E-mail lists vary widely in how closely they are monitored for content that is offensive, legally sensitive or otherwise contrary to "netiquette." Sometimes posts are reviewed before publication, sometimes not.

"There are only the sketchiest of rules about it," said Reid Goldstein, chairman of the Parent Advisory Committee at H-B Woodlawn.

H-B Woodlawn's 425-member e-mail group, normally quiet, exploded with more than 100 comments in 2006 over the hip flasks. Rick Keller, the moderator, chided some parents who sent uncivil comments to one another, not through the group site but in personal e-mails.

"Apologies were made and, I think, we ended with a stronger sense of community than when the issue began," Keller said in an e-mail.

List subscribers tend to recoil at the mere hint of censorship or surveillance by outsiders.

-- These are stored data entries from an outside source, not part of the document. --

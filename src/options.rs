use serde::Deserialize;

/// Controls whether a chunk publish is fsync'd before it is acknowledged.
///
/// Trade-off: durability vs close latency.
///   - Fsync: the temp file and the storage directory are synced, so a
///     closed chunk survives power loss.
///   - OsBuffered: the rename is still atomic, but the OS decides when the
///     bytes reach disk. Useful for tests and throwaway roots.
#[derive(Debug, Clone, Copy, PartialEq, Eq, Default, Deserialize)]
#[serde(rename_all = "snake_case")]
pub enum SyncPolicy {
    #[default]
    Fsync,
    OsBuffered,
}

/// Tuning knobs for a log store.
#[derive(Debug, Clone, Deserialize)]
#[serde(default)]
pub struct Options {
    /// Watermark: a chunk is closed once it holds more than this many entries.
    pub max_entries_per_chunk: usize,
    /// Durability of chunk publishes.
    pub sync: SyncPolicy,
}

impl Default for Options {
    fn default() -> Self {
        Options {
            max_entries_per_chunk: 10,
            sync: SyncPolicy::Fsync,
        }
    }
}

Parents in Fairfax County's gifted-education community gasped when comments from Carol Horn, the county coordinator of gifted education, were posted recently to the e-mail discussion group of the Fairfax County Association for the Gifted. They feared she was monitoring the group, which many parents consider private, although anyone can subscribe, said Louise Epstein, the gifted association's president.

When a parent at Walter Johnson High in Bethesda posted to the school's PTSA list about a vandalism problem last month from her BlackBerry, the device generated a salutation that identified her as an assistant state's attorney. Another parent pounced: "Why," she wrote, "is a county prosecutor monitoring the WJPTSA listserve?"

Many subscribers expect "an element of privacy," said Tom Murphy, PTSA president at Walter Johnson, even though their posts are read by hundreds. "I try to explain to parents, once you hit that send key, you put something into the public domain."